• _About this exercise_
The answer must consist of every line below containing "PriceMismatch".

(Dataset entries)
_____
use sticker_checkout::{config::AppConfig, create_router, AppState};

#[tokio::main]
async fn main() {
    // Load environment variables from .env file
    dotenv::dotenv().ok();

    // Initialize tracing subscriber for logging
    tracing_subscriber::fmt()
        .with_env_filter(
            tracing_subscriber::EnvFilter::try_from_default_env()
                .unwrap_or_else(|_| "sticker_checkout=debug,tower_http=info".into()),
        )
        .with_target(false)
        .with_level(true)
        .init();

    tracing::info!("Sticker Checkout API - Starting...");

    let config = match AppConfig::from_env() {
        Ok(config) => config,
        Err(e) => {
            tracing::error!("Invalid configuration: {}", e);
            std::process::exit(1);
        }
    };

    tracing::info!(
        "Pricing with rate table {} and a {} cent minimum",
        config.rate_table,
        config.minimum_total_cents
    );

    let state = match AppState::from_config(&config) {
        Ok(state) => state,
        Err(e) => {
            tracing::error!("Failed to initialize checkout gateway: {}", e);
            std::process::exit(1);
        }
    };

    let app = create_router(state, &config);

    // Start the Axum server
    let addr = config.bind_address();
    tracing::info!("Starting server on {}", addr);

    let listener = tokio::net::TcpListener::bind(&addr)
        .await
        .expect("Failed to bind to address");

    tracing::info!("Sticker Checkout API is running on http://{}", addr);
    tracing::info!("Swagger UI available at http://{}/swagger-ui", addr);

    axum::serve(listener, app)
        .await
        .expect("Server error");
}
// Error handling module for the sticker checkout API
// Provides centralized error types and HTTP response conversion

use axum::{
    http::StatusCode,
    response::{IntoResponse, Json, Response},
};
use chrono::Utc;
use serde::Serialize;
use serde_json::json;
use tracing::{debug, error, warn};

use crate::checkout::GatewayError;
use crate::orders::{OrderError, OrderField, ValidationError};
use crate::pricing::PricingError;

/// Main error type for the API
/// All handlers should return Result<T, ApiError>
#[derive(Debug)]
pub enum ApiError {
    /// Request body is not valid JSON
    /// Maps to HTTP 400 Bad Request
    InvalidJson(String),

    /// Missing or invalid order fields
    /// Maps to HTTP 400 Bad Request
    ValidationError(ValidationError),

    /// Client price disagrees with the server quote
    /// Maps to HTTP 409 Conflict
    PriceMismatch {
        field: OrderField,
        client_cents: i64,
        quoted_cents: i64,
    },

    /// Required server configuration is absent
    /// Maps to HTTP 500 Internal Server Error
    ConfigurationError(String),

    /// Payment processor call failed
    /// Maps to HTTP 502 Bad Gateway
    UpstreamError(GatewayError),

    /// Order prices above what the processor can charge
    /// Maps to HTTP 400 Bad Request
    OrderTooLarge { maximum_cents: i64 },
}

/// Consistent error response structure
///
/// Every error body carries a machine-readable `error_code` and a
/// human-readable `message`. Fields follow snake_case naming.
#[derive(Debug, Serialize)]
pub struct ErrorResponse {
    /// Machine-readable error code (e.g., "VALIDATION_ERROR")
    pub error_code: String,

    /// Human-readable error message
    pub message: String,

    /// Optional additional details, omitted from JSON when None
    #[serde(skip_serializing_if = "Option::is_none")]
    pub details: Option<serde_json::Value>,

    /// ISO 8601 timestamp of when the error occurred
    pub timestamp: String,
}

impl ErrorResponse {
    fn new(error_code: &str, message: impl Into<String>, details: Option<serde_json::Value>) -> Self {
        Self {
            error_code: error_code.to_string(),
            message: message.into(),
            details,
            timestamp: Utc::now().to_rfc3339(),
        }
    }
}

impl IntoResponse for ApiError {
    fn into_response(self) -> Response {
        let (status, error_response) = self.to_error_response();
        (status, Json(error_response)).into_response()
    }
}

impl ApiError {
    /// Convert ApiError to HTTP status code and ErrorResponse
    ///
    /// Client errors are logged at debug (or warn for price mismatches);
    /// server and upstream errors at error. Server-side detail never
    /// reaches the response body.
    fn to_error_response(&self) -> (StatusCode, ErrorResponse) {
        match self {
            ApiError::InvalidJson(reason) => {
                debug!("Invalid JSON body: {}", reason);

                (
                    StatusCode::BAD_REQUEST,
                    ErrorResponse::new("INVALID_JSON", "Invalid JSON body.", None),
                )
            }
            ApiError::ValidationError(errors) => {
                debug!("Validation error: {}", errors);

                (
                    StatusCode::BAD_REQUEST,
                    ErrorResponse::new(
                        "VALIDATION_ERROR",
                        errors.to_string(),
                        Some(json!({ "fields": errors.field_names() })),
                    ),
                )
            }
            ApiError::PriceMismatch {
                field,
                client_cents,
                quoted_cents,
            } => {
                warn!(
                    "Price mismatch on {}: client {} vs quoted {}",
                    field, client_cents, quoted_cents
                );

                (
                    StatusCode::CONFLICT,
                    ErrorResponse::new(
                        "PRICE_MISMATCH",
                        "Submitted price does not match the current quote",
                        Some(json!({
                            "field": field.as_str(),
                            "client_cents": client_cents,
                            "quoted_cents": quoted_cents,
                        })),
                    ),
                )
            }
            ApiError::ConfigurationError(message) => {
                error!("Configuration error: {}", message);

                (
                    StatusCode::INTERNAL_SERVER_ERROR,
                    ErrorResponse::new(
                        "CONFIGURATION_ERROR",
                        "Checkout is not configured on this server",
                        None,
                    ),
                )
            }
            ApiError::UpstreamError(gateway_error) => {
                error!("Upstream error: {}", gateway_error);

                (
                    StatusCode::BAD_GATEWAY,
                    ErrorResponse::new(
                        "UPSTREAM_ERROR",
                        "Could not start checkout with the payment processor",
                        None,
                    ),
                )
            }
            ApiError::OrderTooLarge { maximum_cents } => {
                debug!("Order total above {} cents refused", maximum_cents);

                (
                    StatusCode::BAD_REQUEST,
                    ErrorResponse::new(
                        "ORDER_TOO_LARGE",
                        "Order total exceeds the maximum that can be charged",
                        Some(json!({ "maximum_cents": maximum_cents })),
                    ),
                )
            }
        }
    }

    /// Get the HTTP status code for this error
    pub fn status_code(&self) -> StatusCode {
        match self {
            ApiError::InvalidJson(_) => StatusCode::BAD_REQUEST,
            ApiError::ValidationError(_) => StatusCode::BAD_REQUEST,
            ApiError::PriceMismatch { .. } => StatusCode::CONFLICT,
            ApiError::ConfigurationError(_) => StatusCode::INTERNAL_SERVER_ERROR,
            ApiError::UpstreamError(_) => StatusCode::BAD_GATEWAY,
            ApiError::OrderTooLarge { .. } => StatusCode::BAD_REQUEST,
        }
    }
}

/// Convert order errors to ApiError
impl From<OrderError> for ApiError {
    fn from(error: OrderError) -> Self {
        match error {
            OrderError::Validation(errors) => ApiError::ValidationError(errors),
            OrderError::Pricing(PricingError::TotalTooLarge { maximum_cents }) => {
                ApiError::OrderTooLarge { maximum_cents }
            }
            OrderError::PriceMismatch {
                field,
                client_cents,
                quoted_cents,
            } => ApiError::PriceMismatch {
                field,
                client_cents,
                quoted_cents,
            },
            OrderError::Configuration(message) => ApiError::ConfigurationError(message),
            OrderError::Upstream(gateway_error) => ApiError::UpstreamError(gateway_error),
        }
    }
}

/// Convert body parse errors to ApiError
impl From<serde_json::Error> for ApiError {
    fn from(error: serde_json::Error) -> Self {
        ApiError::InvalidJson(error.to_string())
    }
}

#[cfg(test)]
mod tests {
    use super::*;
    use std::collections::BTreeSet;

    #[test]
    fn test_status_codes() {
        let validation = ApiError::ValidationError(ValidationError::new(BTreeSet::from([
            OrderField::Quantity,
        ])));
        assert_eq!(validation.status_code(), StatusCode::BAD_REQUEST);

        let mismatch = ApiError::PriceMismatch {
            field: OrderField::Total,
            client_cents: 1,
            quoted_cents: 3000,
        };
        assert_eq!(mismatch.status_code(), StatusCode::CONFLICT);

        let upstream = ApiError::UpstreamError(GatewayError::MissingUrl("cs_1".to_string()));
        assert_eq!(upstream.status_code(), StatusCode::BAD_GATEWAY);

        let config = ApiError::ConfigurationError("missing key".to_string());
        assert_eq!(config.status_code(), StatusCode::INTERNAL_SERVER_ERROR);
    }

    #[test]
    fn test_validation_response_lists_fields() {
        let error = ApiError::ValidationError(ValidationError::new(BTreeSet::from([
            OrderField::Width,
            OrderField::Total,
        ])));
        let (status, body) = error.to_error_response();

        assert_eq!(status, StatusCode::BAD_REQUEST);
        assert_eq!(body.error_code, "VALIDATION_ERROR");
        assert_eq!(body.message, "Missing or invalid field(s): width, total");
        assert_eq!(body.details, Some(json!({ "fields": ["width", "total"] })));
    }

    #[test]
    fn test_upstream_detail_is_not_exposed() {
        let error = ApiError::UpstreamError(GatewayError::Rejected {
            status: 401,
            body: "Invalid API Key provided: sk_test_***".to_string(),
        });
        let (_, body) = error.to_error_response();

        assert_eq!(body.error_code, "UPSTREAM_ERROR");
        assert!(!body.message.contains("sk_test"));
        assert!(body.details.is_none());
    }

    #[test]
    fn test_order_error_conversion() {
        let api: ApiError = OrderError::Configuration("STRIPE_SECRET_KEY is not set".to_string()).into();
        assert!(matches!(api, ApiError::ConfigurationError(_)));
    }

    #[test]
    fn test_pricing_error_conversion() {
        let api: ApiError = OrderError::Pricing(PricingError::TotalTooLarge {
            maximum_cents: 99_999_999,
        })
        .into();
        assert_eq!(api.status_code(), StatusCode::BAD_REQUEST);

        let (_, body) = api.to_error_response();
        assert_eq!(body.error_code, "ORDER_TOO_LARGE");
        assert_eq!(body.details, Some(json!({ "maximum_cents": 99_999_999 })));
    }
}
_____
• _Task result_
    PriceMismatch {
            ApiError::PriceMismatch {
            ApiError::PriceMismatch { .. } => StatusCode::CONFLICT,
            OrderError::PriceMismatch {
            } => ApiError::PriceMismatch {
        let mismatch = ApiError::PriceMismatch {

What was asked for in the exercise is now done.